Ибо если успех «экранизированного театра» предполагает диалектический прогресс кинематографической формы, он означает такое одновременное и тем более значительное укрепление театра. Провозглашаемая Марселем Паньолем идея, будто кинематограф заменит театр, законсервировав его, — идея совершенно ложная. Кино не может изжить сцену так, как пианино вытеснило клавесин.

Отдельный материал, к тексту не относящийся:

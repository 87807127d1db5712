//! CLI argument definitions using clap.
//!
//! ## Commands
//!
//! - `generate` (default): extract labels from one component
//! - `init`: write a default `.lwclabelsrc.json`

use clap::{Args, Parser, Subcommand};

use crate::core::NamingStyle;

#[derive(Debug, Parser)]
#[command(author, version, about, long_about = None)]
pub struct Arguments {
    #[command(subcommand)]
    pub command: Option<Command>,
}

impl Arguments {
    /// The command to run; no subcommand means an interactive `generate`.
    pub fn command_or_default(self) -> Command {
        self.command
            .unwrap_or_else(|| Command::Generate(GenerateCommand::default()))
    }

    pub fn verbose(&self) -> bool {
        match &self.command {
            Some(Command::Generate(cmd)) => cmd.args.verbose,
            Some(Command::Init) | None => false,
        }
    }
}

#[derive(Debug, Clone, Default, Args)]
pub struct GenerateArgs {
    /// Component name (prompted when omitted)
    pub component: Option<String>,

    /// Label naming style (overrides config file; prompted when neither is set)
    #[arg(short, long, value_enum)]
    pub style: Option<NamingStyle>,

    /// Overwrite a previously generated labels.js without asking
    #[arg(short, long)]
    pub force: bool,

    /// Print every extracted label
    #[arg(short, long)]
    pub verbose: bool,
}

#[derive(Debug, Clone, Default, Args)]
pub struct GenerateCommand {
    #[command(flatten)]
    pub args: GenerateArgs,
}

#[derive(Debug, Subcommand)]
pub enum Command {
    /// Replace hardcoded text in a component template with custom labels
    Generate(GenerateCommand),
    /// Initialize a new .lwclabelsrc.json configuration file
    Init,
}
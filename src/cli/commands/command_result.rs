use super::super::exit_status::ExitStatus;
use crate::core::GenerateOutcome;

#[derive(Debug)]
pub enum CommandSummary {
    Generate(GenerateOutcome),
    Init(InitSummary),
}

#[derive(Debug)]
pub struct InitSummary {
    /// False when a config file already existed.
    pub created: bool,
}

/// Result of running an lwc-labels command
#[derive(Debug)]
pub struct CommandResult {
    pub summary: CommandSummary,
}

impl CommandResult {
    pub fn exit_status(&self) -> ExitStatus {
        match &self.summary {
            CommandSummary::Generate(GenerateOutcome::Generated(_)) => ExitStatus::Success,
            CommandSummary::Generate(GenerateOutcome::Aborted(_)) => ExitStatus::Failure,
            CommandSummary::Init(InitSummary { created: true }) => ExitStatus::Success,
            CommandSummary::Init(InitSummary { created: false }) => ExitStatus::Failure,
        }
    }
}
use anyhow::{Context, Result};
use insta_cmd::assert_cmd_snapshot;
use serde_json::Value;

use crate::{CliTest, run_with_input, stderr};

/// Validates config file structure and default values.
fn assert_config_content(content: &str) -> Result<()> {
    let parsed: Value = serde_json::from_str(content).context("Config should be valid JSON")?;

    for field in ["lwcRoot", "labelsRoot", "textElements", "buttonElements", "language"] {
        assert!(parsed.get(field).is_some(), "Config should have '{}' field", field);
    }
    assert_eq!(parsed["language"], "en_US");
    assert!(
        content.contains("  "),
        "Config should use 2-space indentation"
    );

    Ok(())
}

#[test]
fn test_init_creates_config() -> Result<()> {
    let test = CliTest::new()?;

    assert_cmd_snapshot!(test.command().arg("init"));

    let content = test.read_file(".lwclabelsrc.json")?;
    assert_config_content(&content)?;

    Ok(())
}

#[test]
fn test_init_fails_if_exists() -> Result<()> {
    let test = CliTest::new()?;
    test.write_file(".lwclabelsrc.json", "{}")?;

    assert_cmd_snapshot!(test.command().arg("init"));
    assert_eq!(test.read_file(".lwclabelsrc.json")?, "{}");

    Ok(())
}

#[test]
fn test_init_config_is_immediately_usable() -> Result<()> {
    let test = CliTest::with_component("hello", "<template><p>Hi</p></template>")?;

    test.command().arg("init").output()?;

    let output = run_with_input(test.generate_command().arg("hello"), "1\n")?;
    assert!(
        output.status.success(),
        "Generate should work with initialized config. stderr: {}",
        stderr(&output)
    );

    Ok(())
}
//! Interactive prompts.
//!
//! Generic over the reader and writer so tests can script the answers.

use std::io::{BufRead, Write};

use anyhow::{Context, Result, bail};
use colored::Colorize;

use crate::core::NamingStyle;

pub struct Prompter<R, W> {
    input: R,
    output: W,
}

impl<R: BufRead, W: Write> Prompter<R, W> {
    pub fn new(input: R, output: W) -> Self {
        Self { input, output }
    }

    pub fn heading(&mut self, title: &str) -> Result<()> {
        writeln!(self.output, "{}\n", title.cyan())?;
        Ok(())
    }

    pub fn into_output(self) -> W {
        self.output
    }

    /// Ask until a non-empty component name is entered.
    pub fn component_name(&mut self) -> Result<String> {
        loop {
            let answer = self.ask("Enter LWC component name: ")?;
            if !answer.is_empty() {
                return Ok(answer);
            }
        }
    }

    /// Show the numbered style menu until a valid choice is entered.
    pub fn naming_style(&mut self) -> Result<NamingStyle> {
        loop {
            writeln!(self.output, "\n{}\n", "=== Choose label naming style ===".cyan())?;
            for (i, style) in NamingStyle::all().iter().enumerate() {
                writeln!(self.output, "[{}] {}", i + 1, style)?;
            }
            writeln!(self.output)?;

            let answer = self.ask("Your choice: ")?;
            if let Some(style) = NamingStyle::from_menu_choice(&answer) {
                return Ok(style);
            }
        }
    }

    /// Ask before replacing an existing label module. Only `y`/`Y` confirms.
    pub fn confirm_overwrite(&mut self, file_name: &str) -> Result<bool> {
        writeln!(self.output, "\n{}\n", "=== File already found ===".cyan())?;
        let answer = self.ask(&format!(
            "A '{}' file already exists for this component. Proceeding will make the content of this file be lost. Are you sure (y/n)? ",
            file_name
        ))?;
        Ok(answer.eq_ignore_ascii_case("y"))
    }

    fn ask(&mut self, question: &str) -> Result<String> {
        write!(self.output, "{}", format!("[?] {}", question).cyan())?;
        self.output.flush()?;

        let mut line = String::new();
        let read = self
            .input
            .read_line(&mut line)
            .context("Failed to read answer")?;
        if read == 0 {
            writeln!(self.output)?;
            bail!("No answer provided (input closed)");
        }
        Ok(line.trim().to_string())
    }
}
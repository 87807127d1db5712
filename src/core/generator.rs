//! Headless label generation for one component.
//!
//! Everything the interactive shell asks for arrives in a [`GenerateRequest`];
//! the only side effects are reading the component template and writing the
//! three output files.

use std::{
    fmt, fs,
    io::Write,
    path::{Path, PathBuf},
};

use anyhow::{Context, Result};
use tempfile::NamedTempFile;

use super::{
    emit::{METADATA_FILE_NAME, MODULE_FILE_NAME, MetadataOptions, emit_markup, emit_metadata, emit_module},
    extract::{ExtractionRules, LabelCollision, LabelTable, RunMetrics, extract},
    markup::{SerializeOptions, load_markup_file},
    naming::NamingStyle,
};
use crate::config::ConfigLoadResult;

/// Where a component's input and outputs live.
#[derive(Debug, Clone, PartialEq, Eq)]
pub struct ComponentPaths {
    pub component: String,
    /// `<lwcRoot>/<component>`
    pub component_dir: PathBuf,
    /// `<lwcRoot>/<component>/<component>.html`
    pub markup: PathBuf,
    /// `<labelsRoot>/<component>`
    pub output_dir: PathBuf,
}

impl ComponentPaths {
    pub fn new(lwc_root: &Path, labels_root: &Path, component: &str) -> Self {
        let component_dir = lwc_root.join(component);
        Self {
            component: component.to_string(),
            markup: component_dir.join(format!("{}.html", component)),
            component_dir,
            output_dir: labels_root.join(component),
        }
    }

    /// Generated template; same file name as the source template.
    pub fn generated_markup(&self) -> PathBuf {
        self.output_dir.join(format!("{}.html", self.component))
    }

    pub fn module(&self) -> PathBuf {
        self.output_dir.join(MODULE_FILE_NAME)
    }

    pub fn metadata(&self) -> PathBuf {
        self.output_dir.join(METADATA_FILE_NAME)
    }
}

#[derive(Debug, Clone)]
pub struct GenerateRequest {
    pub component: String,
    pub style: NamingStyle,
    pub lwc_root: PathBuf,
    pub labels_root: PathBuf,
    pub rules: ExtractionRules,
    pub serialize: SerializeOptions,
    pub language: String,
}

impl GenerateRequest {
    pub fn from_config(component: &str, style: NamingStyle, loaded: &ConfigLoadResult) -> Self {
        Self {
            component: component.to_string(),
            style,
            lwc_root: loaded.lwc_root(),
            labels_root: loaded.labels_root(),
            rules: loaded.config.extraction_rules(),
            serialize: SerializeOptions {
                indent: loaded.config.indent,
            },
            language: loaded.config.language.clone(),
        }
    }

    pub fn paths(&self) -> ComponentPaths {
        ComponentPaths::new(&self.lwc_root, &self.labels_root, &self.component)
    }
}

/// Why a run stopped before writing anything.
#[derive(Debug, Clone, PartialEq, Eq)]
pub enum AbortReason {
    /// Empty, or would escape the component root.
    InvalidComponentName(String),
    ComponentDirMissing(PathBuf),
    MarkupMissing(PathBuf),
    /// A label module already exists and the user did not confirm.
    OverwriteDeclined(PathBuf),
}

impl fmt::Display for AbortReason {
    fn fmt(&self, f: &mut fmt::Formatter<'_>) -> fmt::Result {
        match self {
            AbortReason::InvalidComponentName(name) => {
                write!(f, "Invalid component name: \"{}\"", name)
            }
            AbortReason::ComponentDirMissing(path) => {
                write!(f, "Component directory not found: {}", path.display())
            }
            AbortReason::MarkupMissing(path) => {
                write!(f, "HTML file not found: {}", path.display())
            }
            AbortReason::OverwriteDeclined(path) => {
                write!(f, "Kept existing {}", path.display())
            }
        }
    }
}

#[derive(Debug)]
pub struct GenerationReport {
    pub paths: ComponentPaths,
    pub labels: LabelTable,
    pub metrics: RunMetrics,
    pub collisions: Vec<LabelCollision>,
}

#[derive(Debug)]
pub enum GenerateOutcome {
    Generated(GenerationReport),
    Aborted(AbortReason),
}

/// Check that the component name is usable and its template exists.
pub fn validate(paths: &ComponentPaths) -> Option<AbortReason> {
    let name = paths.component.as_str();
    let is_plain_name = !name.trim().is_empty()
        && name != "."
        && name != ".."
        && !name.contains(['/', '\\']);
    if !is_plain_name {
        return Some(AbortReason::InvalidComponentName(name.to_string()));
    }
    if !paths.component_dir.is_dir() {
        return Some(AbortReason::ComponentDirMissing(paths.component_dir.clone()));
    }
    if !paths.markup.is_file() {
        return Some(AbortReason::MarkupMissing(paths.markup.clone()));
    }
    None
}

/// Extract labels from the component template and write the three outputs.
///
/// `confirm_overwrite` is called with the module path only when a module was
/// generated before; returning `false` aborts without touching any file.
pub fn generate<F>(request: &GenerateRequest, confirm_overwrite: F) -> Result<GenerateOutcome>
where
    F: FnOnce(&Path) -> Result<bool>,
{
    let paths = request.paths();
    if let Some(reason) = validate(&paths) {
        return Ok(GenerateOutcome::Aborted(reason));
    }

    let module_path = paths.module();
    if module_path.exists() && !confirm_overwrite(&module_path)? {
        return Ok(GenerateOutcome::Aborted(AbortReason::OverwriteDeclined(
            module_path,
        )));
    }

    let document = load_markup_file(&paths.markup)?;
    let extraction = extract(document, &request.rules, request.style);

    let markup = emit_markup(&extraction.document, &request.serialize);
    let module = emit_module(&extraction.labels);
    let metadata = emit_metadata(
        &extraction.labels,
        &MetadataOptions {
            category: &request.component,
            language: &request.language,
        },
    );

    fs::create_dir_all(&paths.output_dir).with_context(|| {
        format!(
            "Failed to create output directory: {}",
            paths.output_dir.display()
        )
    })?;
    write_files(
        &paths.output_dir,
        [
            (paths.generated_markup(), markup),
            (module_path, module),
            (paths.metadata(), metadata),
        ],
    )?;

    Ok(GenerateOutcome::Generated(GenerationReport {
        paths,
        labels: extraction.labels,
        metrics: extraction.metrics,
        collisions: extraction.collisions,
    }))
}

/// Stage every file in `dir` before replacing any target, so a write error
/// never leaves a partial file behind. Unpersisted temp files are removed on
/// drop.
fn write_files<const N: usize>(dir: &Path, files: [(PathBuf, String); N]) -> Result<()> {
    let mut staged = Vec::with_capacity(N);
    for (path, content) in files {
        let mut file = NamedTempFile::new_in(dir)
            .with_context(|| format!("Failed to create temporary file in {}", dir.display()))?;
        file.write_all(content.as_bytes())
            .with_context(|| format!("Failed to write {}", path.display()))?;
        staged.push((file, path));
    }

    for (file, path) in staged {
        file.persist(&path)
            .with_context(|| format!("Failed to write {}", path.display()))?;
    }
    Ok(())
}
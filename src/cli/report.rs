//! Console output for command results.
//!
//! Kept apart from the engine so lwc-labels can be used as a library.

use std::{
    io::{self, Write},
    path::Path,
};

use colored::Colorize;

use super::commands::{CommandResult, CommandSummary, InitSummary};
use crate::config::CONFIG_FILE_NAME;
use crate::core::{AbortReason, GenerateOutcome, GenerationReport};

/// Success mark for consistent output formatting.
pub const SUCCESS_MARK: &str = "\u{2713}"; // ✓

/// Failure mark for consistent output formatting.
pub const FAILURE_MARK: &str = "\u{2718}"; // ✘

const ARROW: &str = "\u{2192}"; // →
const BULLET: &str = "\u{2022}"; // •

const PACKAGE_XML_DOCS: &str =
    "https://developer.salesforce.com/docs/atlas.en-us.api_meta.meta/api_meta/manifest_samples.htm";

/// Print a command result. Successes go to stdout, aborts to stderr.
///
/// Paths under `cwd` are shown relative to it.
pub fn print(result: &CommandResult, verbose: bool, cwd: &Path) {
    match &result.summary {
        CommandSummary::Generate(GenerateOutcome::Aborted(_))
        | CommandSummary::Init(InitSummary { created: false }) => {
            print_to(result, verbose, cwd, &mut io::stderr().lock())
        }
        _ => print_to(result, verbose, cwd, &mut io::stdout().lock()),
    }
}

/// Print a command result to a custom writer.
pub fn print_to<W: Write>(result: &CommandResult, verbose: bool, cwd: &Path, writer: &mut W) {
    match &result.summary {
        CommandSummary::Generate(GenerateOutcome::Generated(report)) => {
            print_generated(report, verbose, cwd, writer)
        }
        CommandSummary::Generate(GenerateOutcome::Aborted(reason)) => print_aborted(reason, writer),
        CommandSummary::Init(summary) => print_init(summary, writer),
    }
}

// ============================================================
// Internal Functions
// ============================================================

fn print_generated<W: Write>(report: &GenerationReport, verbose: bool, cwd: &Path, writer: &mut W) {
    let metrics = &report.metrics;
    let _ = writeln!(
        writer,
        "\n{}",
        "=== Generation Complete ===".green()
    );
    let _ = writeln!(writer, "\n{}\n", "[Metrics]".cyan());
    let _ = writeln!(writer, "{} Total labels created: {}", BULLET, metrics.total_labels);
    let _ = writeln!(writer, "{} Button labels: {}", BULLET, metrics.button_labels);
    let _ = writeln!(writer, "{} Text elements: {}", BULLET, metrics.text_elements);

    if verbose && !report.labels.is_empty() {
        let _ = writeln!(writer, "\n{}\n", "[Labels]".cyan());
        for (name, text) in report.labels.iter() {
            let _ = writeln!(writer, "  {} \u{2190} \"{}\"", name.bold(), text);
        }
    }

    for collision in &report.collisions {
        let _ = writeln!(
            writer,
            "\n{} \"{}\" and \"{}\" both map to {}; keeping \"{}\"",
            "warning:".bold().yellow(),
            collision.previous,
            collision.text,
            collision.name.cyan(),
            collision.text
        );
    }

    let paths = &report.paths;
    let module = display_path(&paths.module(), cwd);
    let markup = display_path(&paths.generated_markup(), cwd);
    let metadata = display_path(&paths.metadata(), cwd);
    let custom_labels = paths
        .output_dir
        .parent()
        .map(|labels_root| labels_root.join("CustomLabels.labels-meta.xml"))
        .map(|path| display_path(&path, cwd))
        .unwrap_or_else(|| "CustomLabels.labels-meta.xml".to_string());

    let _ = writeln!(writer, "\n{}", "[Next Steps]".cyan());

    let _ = writeln!(writer, "\n1. {}", "JavaScript Labels File:".yellow());
    let _ = writeln!(writer, "   {} Location: {}", ARROW, module);
    let _ = writeln!(
        writer,
        "   {} Move to your component folder and import it in your main JS file using:",
        ARROW
    );
    let _ = writeln!(
        writer,
        "
     import {{ label }} from './labels';
     export default class YourLWCComponent extends LightningElement {{
         label = label;
     }}"
    );

    let _ = writeln!(writer, "\n2. {}", "Labeled HTML File:".yellow());
    let _ = writeln!(writer, "   {} Location: {}", ARROW, markup);
    let _ = writeln!(
        writer,
        "   {} Replace your original HTML file with this one after importing the labels.js",
        ARROW
    );

    let _ = writeln!(writer, "\n3. {}", "XML Labels File:".yellow());
    let _ = writeln!(writer, "   {} Location: {}", ARROW, metadata);
    let _ = writeln!(writer, "   {} Append contents to: {}", ARROW, custom_labels);
    let _ = writeln!(
        writer,
        "   {} If the labels file doesn't exist, add to package.xml:",
        ARROW
    );
    let _ = writeln!(
        writer,
        "     <types>
        <members>*</members>
        <name>CustomLabels</name>
    </types>"
    );
    let _ = writeln!(writer, "   {} More info: {}\n", ARROW, PACKAGE_XML_DOCS);
}

fn print_aborted<W: Write>(reason: &AbortReason, writer: &mut W) {
    let _ = writeln!(
        writer,
        "{} {}",
        FAILURE_MARK.red(),
        reason.to_string().red()
    );
    let _ = writeln!(writer, "\n{}", "=== Generation Exited ===".cyan());
}

fn print_init<W: Write>(summary: &InitSummary, writer: &mut W) {
    if summary.created {
        let _ = writeln!(
            writer,
            "{} {}",
            SUCCESS_MARK.green(),
            format!("Created {}", CONFIG_FILE_NAME).green()
        );
    } else {
        let _ = writeln!(writer, "Error: {} already exists", CONFIG_FILE_NAME);
    }
}

fn display_path(path: &Path, cwd: &Path) -> String {
    path.strip_prefix(cwd)
        .unwrap_or(path)
        .display()
        .to_string()
}
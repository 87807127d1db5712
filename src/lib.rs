//! lwc-labels - custom label extraction for Lightning Web Components
//!
//! lwc-labels is a CLI tool and library that moves hardcoded text out of a
//! component's HTML template into custom labels. It writes a labeled copy of
//! the template, a `labels.js` module importing every label, and a
//! `labels.xml` metadata file ready to merge into `CustomLabels`.
//!
//! ## Module Structure
//!
//! - `cli`: Command-line interface layer (prompts, commands, reporting)
//! - `config`: Configuration file loading and parsing
//! - `core`: Markup loading, extraction, emitters and the headless generator

pub mod cli;
pub mod config;
pub mod core;
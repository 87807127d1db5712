use std::cell::RefCell;

use html5ever::tendril::StrTendril;
use html5ever::tokenizer::states::RawKind;
use html5ever::tokenizer::{
    BufferQueue, Tag, TagKind, Token, TokenSink, TokenSinkResult, Tokenizer, TokenizerOpts,
};

use super::{Attribute, Document, Element, Node};

/// Parse template markup into a [`Document`].
///
/// Tokenizing is done by html5ever, so character references are decoded in
/// text and attribute values and tag and attribute names are lower-cased.
/// The tree is built as written: stray closing tags are dropped, unclosed
/// elements are closed at end of input, and no implied elements are added.
pub fn parse_markup(source: &str) -> Document {
    let input = BufferQueue::default();
    input.push_back(StrTendril::from_slice(source));

    let tokenizer = Tokenizer::new(TemplateSink::default(), TokenizerOpts::default());
    let _ = tokenizer.feed(&input);
    tokenizer.end();

    let builder = std::mem::take(&mut *tokenizer.sink.builder.borrow_mut());
    builder.finish()
}

#[derive(Default)]
struct TemplateSink {
    builder: RefCell<TreeBuilder>,
}

impl TokenSink for TemplateSink {
    type Handle = ();

    fn process_token(&self, token: Token, _line_number: u64) -> TokenSinkResult<()> {
        let mut builder = self.builder.borrow_mut();
        match token {
            Token::TagToken(tag) if tag.kind == TagKind::EndTag => builder.close(&tag.name),
            Token::TagToken(tag) => {
                let element = element_from_tag(tag);
                if element.is_void() || element.self_closing {
                    builder.push(Node::Element(element));
                } else if let Some(kind) = raw_kind(&element.name) {
                    builder.open(element);
                    return TokenSinkResult::RawData(kind);
                } else {
                    builder.open(element);
                }
            }
            Token::CharacterTokens(text) => builder.push_text(&text),
            Token::CommentToken(text) => builder.push(Node::Comment(text.to_string())),
            Token::DoctypeToken(doctype) => {
                let decl = match doctype.name {
                    Some(name) => format!("DOCTYPE {}", name),
                    None => "DOCTYPE".to_string(),
                };
                builder.push(Node::Doctype(decl));
            }
            _ => {}
        }
        TokenSinkResult::Continue
    }
}

/// The tokenizer only enters raw text states when told to.
fn raw_kind(name: &str) -> Option<RawKind> {
    match name {
        "script" => Some(RawKind::ScriptData),
        "style" => Some(RawKind::Rawtext),
        _ => None,
    }
}

fn element_from_tag(tag: Tag) -> Element {
    let mut element = Element::new(tag.name.to_string());
    element.self_closing = tag.self_closing;
    element.attributes = tag
        .attrs
        .into_iter()
        .map(|attr| {
            let value = attr.value.to_string();
            Attribute {
                name: attr.name.local.to_string(),
                value: (!value.is_empty()).then_some(value),
            }
        })
        .collect();

    // `<c-child value={x}/>`: an unquoted value swallows the slash.
    if !element.self_closing
        && let Some(last) = element.attributes.last_mut()
        && let Some(value) = last.value.as_mut()
        && value.starts_with('{')
        && value.ends_with("}/")
    {
        value.pop();
        element.self_closing = true;
    }

    element
}

#[derive(Default)]
struct TreeBuilder {
    root: Vec<Node>,
    open: Vec<Element>,
}

impl TreeBuilder {
    fn children_mut(&mut self) -> &mut Vec<Node> {
        match self.open.last_mut() {
            Some(parent) => &mut parent.children,
            None => &mut self.root,
        }
    }

    fn push(&mut self, node: Node) {
        self.children_mut().push(node);
    }

    fn push_text(&mut self, text: &str) {
        let children = self.children_mut();
        if let Some(Node::Text(prev)) = children.last_mut() {
            prev.push_str(text);
        } else {
            children.push(Node::Text(text.to_string()));
        }
    }

    fn open(&mut self, element: Element) {
        self.open.push(element);
    }

    /// Close the innermost open element named `name`, implicitly closing
    /// everything opened after it. Unmatched closing tags are ignored.
    fn close(&mut self, name: &str) {
        let Some(index) = self.open.iter().rposition(|e| e.name == name) else {
            return;
        };
        while self.open.len() > index {
            self.pop();
        }
    }

    fn pop(&mut self) {
        if let Some(element) = self.open.pop() {
            self.push(Node::Element(element));
        }
    }

    fn finish(mut self) -> Document {
        while !self.open.is_empty() {
            self.pop();
        }
        Document {
            children: self.root,
        }
    }
}
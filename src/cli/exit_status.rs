use std::process::ExitCode;

/// Process exit status of an `lwc-labels` run.
#[derive(Copy, Clone, Debug, PartialEq, Eq)]
pub enum ExitStatus {
    /// Labels were generated, or `init` created the config file (0).
    Success,
    /// Nothing was written: the component or its template is missing, the
    /// overwrite was declined, or `init` found an existing config (1).
    Failure,
    /// The run failed: unreadable or invalid config, unsupported naming
    /// style, closed input, or an I/O error while writing outputs (2).
    Error,
}

impl From<ExitStatus> for ExitCode {
    fn from(status: ExitStatus) -> Self {
        match status {
            ExitStatus::Success => ExitCode::from(0),
            ExitStatus::Failure => ExitCode::from(1),
            ExitStatus::Error => ExitCode::from(2),
        }
    }
}
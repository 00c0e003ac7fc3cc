//! # Tether Runtime
//!
//! The execution side of the bridge: one background thread per `start()`,
//! running a paced drain/apply/update/present loop against a
//! [`FrameDriver`], and the [`LoopController`] the host UI thread talks to.
//!
//! ## Threads
//!
//! | Thread    | Runs                                  | Touches                        |
//! |-----------|---------------------------------------|--------------------------------|
//! | UI        | `start`, `stop`, `report_*`           | queue (push), control lock     |
//! | Execution | [`ExecutionLoop`], the [`FrameDriver`]| queue (drain), surface slot    |
//!
//! ## Usage
//!
//! ```no_run
//! use tether_runtime::{engine, BridgeConfig, FnDriver, FrameDriver, LoopController};
//!
//! engine::initialize(|| Ok::<(), String>(())).unwrap();
//! let controller = LoopController::new(BridgeConfig::default(), || {
//!     let driver = FnDriver::new(|_dt| Ok(()), |_surface| Ok(()));
//!     Ok(Box::new(driver) as Box<dyn FrameDriver>)
//! })
//! .unwrap();
//!
//! controller.start().unwrap();
//! controller.report_resumed();
//! controller.stop().unwrap();
//! ```

#![deny(missing_docs)]
#![deny(unsafe_code)]
#![deny(clippy::all)]
#![warn(clippy::pedantic)]
#![deny(clippy::perf)]

pub mod config;
pub mod controller;
pub mod driver;
pub mod engine;
pub mod error;
pub mod execution_loop;
pub mod shared;

#[cfg(test)]
mod test_support;

pub use config::BridgeConfig;
pub use controller::{LoopController, RunState};
pub use driver::{DriverFactory, FnDriver, FrameDriver};
pub use error::{BridgeError, BridgeResult, FrameError};
pub use execution_loop::{ExecutionLoop, Iteration, LoopPhase, LoopReport};
pub use shared::{SettleReport, SharedBridge};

И для кого, собственно, нужно «заменять театр»? Не для кинозрителей, которые давно уже покинули его. Насколько мне известно, размолвка между народом и театром началась не с достопамятного вечера в «Гран кафе» в 1895 году{99}. Может быть, речь идет о меньшинстве привилегированных обладателей культуры и достатка, из которых складывается в настоящее время публика театральных залов? Но ведь мы отлично знаем, что Жан де Летра не терпит банкротства, а провинциал, приезжающий в Париж, не путает бюст Франсуазы Арнуль, знакомый ему по экрану, с грудью Натали Натье из театра Пале–Рояль, несмотря на то, что последняя прикрыта легкой вуалью; зато здесь уж она, с позволения сказать, «во плоти и крови». О, это незаменимое присутствие актера! Что же касается «серьезных театров», например театра Мариньи или Театра Франсэ {100}, то совершенно очевидно, что по большей части их посещает публика, которая не ходит в кино; остальной контингент составляют зрители, которые могут ходить и в кино и в театр, получая соответственно разное удовольствие здесь и там. И если действительно происходит захват территорий, то речь идет не о театральном спектакле, в его современной форме, а, скорее, о захвате пустующего места, оставшегося от давно умерших форм народного театра. Кинематограф не только не вступает в серьезную конкуренцию со сценой, а, наоборот, способствует в настоящее время тому, что публика, утраченная театром, вновь обретает вкус и чувство театрального [101].